Flanked by health secretary Abdul Samad Khan, WHO’s chief of polio eradication initiative for NWFP and Fata Dr Abdul Jabbar, WHO’s Dr Sarfaraz Khan Afridi and Expanded Programme on Immunisation deputy director Dr Waheed Khan, the minister claimed that the Frontier province was close to eradication of polio.

The NWFP and Fata, he said, had recorded five polio cases this year – two of which were refugees and the virus detected in them could be traced to Afghanistan.

The NWFP and Fata had reported 33 cases in 2002, 33 in 2003, eight in 2004, five in 2005 and 16 in 2006, he said. “Of 11 cases detected in the country this year, five are from the NWFP and Fata, four from Sindh and two from Balochistan.”

Dr Waheed said OPV was manufactured by certified firms and there was no ingredient that could cause impotency and sterility.

He said about 10 billion doses had been administered to children since the launch of the programme in 1994 around the globe and no untoward side affects had been reported.

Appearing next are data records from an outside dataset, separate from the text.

//! A minimal generic XML tree, parsed and re-serialised with `quick-xml`.
//!
//! `DocxCodec` and `TrackedChangeExtractor` both need to walk
//! `word/document.xml` the way `original_source/Supervertaler_v2.5.0.py`'s
//! `collect_text` does: a small recursive-descent dispatch over
//! `w:ins`/`w:del`/`w:r`/`w:t`/`w:delText`/`w:tab`/`w:br`. `quick-xml`'s
//! pull-parser events are turned into this tree once per document so the
//! rest of the codec can be written as ordinary recursive functions over
//! nodes, the way the Python source's `xml.etree.ElementTree` nodes are
//! walked.

use quick_xml::events::{BytesEnd, BytesStart, BytesText, Event};
use quick_xml::{Reader, Writer};

use crate::error::{CoreError, Result};

#[derive(Debug, Clone)]
pub struct Element {
    pub tag: String,
    pub attrs: Vec<(String, String)>,
    pub children: Vec<Node>,
}

#[derive(Debug, Clone)]
pub enum Node {
    Element(Element),
    Text(String),
}

impl Element {
    pub fn new(tag: impl Into<String>) -> Self {
        Self {
            tag: tag.into(),
            attrs: Vec::new(),
            children: Vec::new(),
        }
    }

    pub fn attr(&self, name: &str) -> Option<&str> {
        self.attrs
            .iter()
            .find(|(k, _)| k == name || local_name(k) == local_name(name))
            .map(|(_, v)| v.as_str())
    }

    pub fn set_attr(&mut self, name: impl Into<String>, value: impl Into<String>) {
        self.attrs.push((name.into(), value.into()));
    }

    pub fn child_elements(&self) -> impl Iterator<Item = &Element> {
        self.children.iter().filter_map(|n| match n {
            Node::Element(e) => Some(e),
            Node::Text(_) => None,
        })
    }

    pub fn first_child_named(&self, tag: &str) -> Option<&Element> {
        self.child_elements().find(|e| local_name(&e.tag) == tag)
    }

    /// Depth-first search for all descendant elements with local name
    /// `tag`, mirroring `root.findall(".//w:p")`.
    pub fn find_all<'a>(&'a self, tag: &str, out: &mut Vec<&'a Element>) {
        for child in self.child_elements() {
            if local_name(&child.tag) == tag {
                out.push(child);
            }
            child.find_all(tag, out);
        }
    }

    pub fn text_content(&self) -> String {
        let mut buf = String::new();
        collect_plain_text(self, &mut buf);
        buf
    }
}

fn collect_plain_text(elem: &Element, buf: &mut String) {
    for child in &elem.children {
        match child {
            Node::Text(t) => buf.push_str(t),
            Node::Element(e) => collect_plain_text(e, buf),
        }
    }
}

/// Strip a namespace prefix (`w:p` → `p`); OOXML parts declare `w:` via
/// `xmlns:w`, which `quick-xml`'s non-namespace-aware reader passes
/// through verbatim in the tag name.
pub fn local_name(tag: &str) -> &str {
    tag.rsplit(':').next().unwrap_or(tag)
}

pub fn parse_document(xml: &[u8]) -> Result<Element> {
    let mut reader = Reader::from_reader(xml);
    reader.trim_text(false);

    let mut stack: Vec<Element> = Vec::new();
    let mut root: Option<Element> = None;
    let mut buf = Vec::new();

    loop {
        match reader
            .read_event_into(&mut buf)
            .map_err(|e| CoreError::CorruptXml(e.to_string()))?
        {
            Event::Start(e) => {
                let elem = start_to_element(&e)?;
                stack.push(elem);
            }
            Event::Empty(e) => {
                let elem = start_to_element(&e)?;
                push_child(&mut stack, Node::Element(elem));
            }
            Event::End(_) => {
                let elem = stack
                    .pop()
                    .ok_or_else(|| CoreError::CorruptXml("unbalanced end tag".to_string()))?;
                if stack.is_empty() {
                    root = Some(elem);
                } else {
                    push_child(&mut stack, Node::Element(elem));
                }
            }
            Event::Text(e) => {
                let text = e.unescape().map_err(|e| CoreError::CorruptXml(e.to_string()))?.into_owned();
                if !stack.is_empty() {
                    push_child(&mut stack, Node::Text(text));
                }
            }
            Event::CData(e) => {
                let text = String::from_utf8_lossy(e.as_ref()).into_owned();
                if !stack.is_empty() {
                    push_child(&mut stack, Node::Text(text));
                }
            }
            Event::Eof => break,
            _ => {}
        }
        buf.clear();
    }

    root.ok_or_else(|| CoreError::CorruptXml("no root element found".to_string()))
}

fn push_child(stack: &mut [Element], node: Node) {
    if let Some(parent) = stack.last_mut() {
        parent.children.push(node);
    }
}

fn start_to_element(e: &BytesStart) -> Result<Element> {
    let tag = String::from_utf8_lossy(e.name().as_ref()).into_owned();
    let mut attrs = Vec::new();
    for attr in e.attributes() {
        let attr = attr.map_err(|e| CoreError::CorruptXml(e.to_string()))?;
        let key = String::from_utf8_lossy(attr.key.as_ref()).into_owned();
        let value = attr.unescape_value().map_err(|e| CoreError::CorruptXml(e.to_string()))?.into_owned();
        attrs.push((key, value));
    }
    Ok(Element { tag, attrs, children: Vec::new() })
}

pub fn serialize_document(root: &Element) -> Result<Vec<u8>> {
    let mut writer = Writer::new(Vec::new());
    write_element(&mut writer, root)?;
    Ok(writer.into_inner())
}

fn write_element<W: std::io::Write>(writer: &mut Writer<W>, elem: &Element) -> Result<()> {
    let mut start = BytesStart::new(elem.tag.as_str());
    for (k, v) in &elem.attrs {
        start.push_attribute((k.as_str(), v.as_str()));
    }

    if elem.children.is_empty() {
        writer.write_event(Event::Empty(start)).map_err(|e| CoreError::CorruptXml(e.to_string()))?;
        return Ok(());
    }

    writer.write_event(Event::Start(start)).map_err(|e| CoreError::CorruptXml(e.to_string()))?;
    for child in &elem.children {
        match child {
            Node::Text(t) => {
                writer
                    .write_event(Event::Text(BytesText::new(t)))
                    .map_err(|e| CoreError::CorruptXml(e.to_string()))?;
            }
            Node::Element(e) => write_element(writer, e)?,
        }
    }
    writer
        .write_event(Event::End(BytesEnd::new(elem.tag.as_str())))
        .map_err(|e| CoreError::CorruptXml(e.to_string()))?;
    Ok(())
}

#[cfg(test)]
mod tests {
    use super::*;

    #[test]
    fn round_trips_a_simple_paragraph() {
        let xml = br#"<w:document xmlns:w="ns"><w:body><w:p><w:r><w:t>Hello</w:t></w:r></w:p></w:body></w:document>"#;
        let root = parse_document(xml).unwrap();
        assert_eq!(local_name(&root.tag), "document");
        let mut paras = Vec::new();
        root.find_all("p", &mut paras);
        assert_eq!(paras.len(), 1);
        assert_eq!(paras[0].text_content(), "Hello");

        let out = serialize_document(&root).unwrap();
        let reparsed = parse_document(&out).unwrap();
        let mut paras2 = Vec::new();
        reparsed.find_all("p", &mut paras2);
        assert_eq!(paras2[0].text_content(), "Hello");
    }
}
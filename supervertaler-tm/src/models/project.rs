//! Project metadata and project-scoped non-translatable patterns.
//!
//! Grounded on the `projects` and `non_translatables` tables in
//! `original_source/modules/database_manager.py`.

use chrono::{DateTime, Utc};
use serde::{Deserialize, Serialize};

/// A project-scoped, regex-driven "never touch this span" entry that
/// `ContextAssembler` may surface to the LLM as part of custom
/// instructions.
#[derive(Debug, Clone, PartialEq, Serialize, Deserialize)]
pub struct NonTranslatablePattern {
    pub id: i64,
    pub pattern: String,
    #[serde(default = "default_pattern_type")]
    pub pattern_type: String,
    pub description: String,
    pub project_id: Option<String>,
    #[serde(default = "default_true")]
    pub enabled: bool,
    pub example_text: Option<String>,
    pub category: Option<String>,
    pub created_date: DateTime<Utc>,
}

fn default_pattern_type() -> String {
    "regex".to_string()
}

fn default_true() -> bool {
    true
}

/// Persisted project state: the unit that owns a set of active TMs,
/// termbases, and run configuration, backing the "Project file" external
/// interface.
#[derive(Debug, Clone, PartialEq, Serialize, Deserialize)]
pub struct Project {
    pub id: String,
    pub name: String,
    pub source_lang: Option<String>,
    pub target_lang: Option<String>,
    pub created_date: DateTime<Utc>,
    pub modified_date: DateTime<Utc>,
    pub last_opened: Option<DateTime<Utc>>,
    pub active_tm_ids: Vec<String>,
    pub active_termbase_ids: Vec<i64>,
    pub active_prompt_file: Option<String>,
    pub active_style_guide: Option<String>,
    pub segment_count: u64,
    pub translated_count: u64,
    #[serde(default)]
    pub settings: serde_json::Value,
}

impl Project {
    pub fn new(id: impl Into<String>, name: impl Into<String>) -> Self {
        let now = Utc::now();
        Self {
            id: id.into(),
            name: name.into(),
            source_lang: None,
            target_lang: None,
            created_date: now,
            modified_date: now,
            last_opened: None,
            active_tm_ids: Vec::new(),
            active_termbase_ids: Vec::new(),
            active_prompt_file: None,
            active_style_guide: None,
            segment_count: 0,
            translated_count: 0,
            settings: serde_json::Value::Null,
        }
    }
}
//! Tracked-change-aware text extraction, ported from
//! `original_source/Supervertaler_v2.5.0.py`'s `collect_text`/`tidy_text`.

use regex::Regex;

use super::xml_tree::{local_name, Element, Node};

#[derive(Debug, Clone, Copy, PartialEq, Eq)]
pub enum ExtractMode {
    /// Include `w:del`/`w:delText` content, exclude `w:ins`.
    Original,
    /// Include `w:ins` content, exclude `w:del`/`w:delText`.
    Final,
}

/// Recursively collect visible text from a node under `mode`, exactly
/// mirroring the Python source's dispatch on `w:ins`/`w:del`/`w:r`/`w:t`/
/// `w:delText`/`w:tab`/`w:br`.
pub fn collect_text(elem: &Element, mode: ExtractMode) -> String {
    let mut out = String::new();
    collect_text_into(elem, mode, &mut out);
    out
}

fn collect_text_into(elem: &Element, mode: ExtractMode, out: &mut String) {
    match local_name(&elem.tag) {
        "ins" => {
            if mode == ExtractMode::Final {
                for child in elem.child_elements() {
                    collect_text_into(child, mode, out);
                }
            }
        }
        "del" => {
            if mode == ExtractMode::Original {
                for child in elem.child_elements() {
                    collect_text_into(child, mode, out);
                }
            }
        }
        "r" => {
            for child in elem.child_elements() {
                match local_name(&child.tag) {
                    "t" => out.push_str(&child.text_content()),
                    "delText" => {
                        if mode == ExtractMode::Original {
                            out.push_str(&child.text_content());
                        }
                    }
                    "tab" => out.push('\t'),
                    "br" => out.push('\n'),
                    _ => collect_text_into(child, mode, out),
                }
            }
        }
        "t" => out.push_str(&elem.text_content()),
        "delText" => {
            if mode == ExtractMode::Original {
                out.push_str(&elem.text_content());
            }
        }
        "tab" => out.push('\t'),
        "br" => out.push('\n'),
        _ => {
            for child in elem.child_elements() {
                collect_text_into(child, mode, out);
            }
        }
    }
}

/// Also walk bare text nodes a caller holds directly (used when iterating
/// `Node` children rather than `Element` children).
#[allow(dead_code)]
fn collect_node(node: &Node, mode: ExtractMode, out: &mut String) {
    if let Node::Element(e) = node {
        collect_text_into(e, mode, out);
    }
}

/// Collapse trailing spaces before newlines and duplicate line breaks,
/// then trim. Ported verbatim from `tidy_text`.
pub fn tidy_text(s: &str) -> String {
    let collapse_trailing_ws = Regex::new(r"[ \t]+\n").expect("valid regex");
    let collapse_newlines = Regex::new(r"\n+").expect("valid regex");
    let s = collapse_trailing_ws.replace_all(s, "\n");
    let s = collapse_newlines.replace_all(&s, "\n");
    s.trim().to_string()
}

#[cfg(test)]
mod tests {
    use super::*;
    use crate::docx::xml_tree::parse_document;

    fn paragraph_from(xml: &str) -> Element {
        let wrapped = format!(
            r#"<w:document xmlns:w="ns"><w:body>{xml}</w:body></w:document>"#
        );
        let root = parse_document(wrapped.as_bytes()).unwrap();
        let mut paras = Vec::new();
        root.find_all("p", &mut paras);
        paras[0].clone()
    }

    #[test]
    fn tracked_change_paragraph_yields_original_and_final() {
        // "Hello " + del("old ") + ins("new ") + "world."
        let xml = r#"<w:p>
            <w:r><w:t>Hello </w:t></w:r>
            <w:del><w:r><w:delText>old </w:delText></w:r></w:del>
            <w:ins><w:r><w:t>new </w:t></w:r></w:ins>
            <w:r><w:t>world.</w:t></w:r>
        </w:p>"#;
        let p = paragraph_from(xml);
        let original = tidy_text(&collect_text(&p, ExtractMode::Original));
        let final_text = tidy_text(&collect_text(&p, ExtractMode::Final));
        assert_eq!(original, "Hello old world.");
        assert_eq!(final_text, "Hello new world.");
    }

    #[test]
    fn tidy_collapses_trailing_whitespace_and_blank_lines() {
        let s = "line one   \n\n\nline two  \n";
        assert_eq!(tidy_text(s), "line one\nline two");
    }

    #[test]
    fn tab_and_break_elements_translate_to_whitespace() {
        let xml = r#"<w:p><w:r><w:t>A</w:t><w:tab/><w:t>B</w:t><w:br/><w:t>C</w:t></w:r></w:p>"#;
        let p = paragraph_from(xml);
        let text = collect_text(&p, ExtractMode::Final);
        assert_eq!(text, "A\tB\nC");
    }
}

Due to the OPV, polio had been wiped out from 125 countries of the world. Ulema had issued an edict that OPV was safe for human consumption and the only way to save children from the crippling disease, he said. He said there was no harm if children got more drops.

Dr Jabbar said there had been some security problems in Fata, but the situation had changed and now there was a demand for OPV.

MEASLES: The federal government, in collaboration with the WHO and Unicef, will conduct the second phase of the anti-measles campaign from Aug 20 to Sept 5 in the NWFP and Fata.

The first phase had been completed in the Mardan district in March. During the second phase, children from nine months to 13 years of age will be immunised against measles in 12 districts of the NWFP and three tribal agencies.

The rest of the districts in the NWFP and tribal units will be covered during the third phase to be launched in November.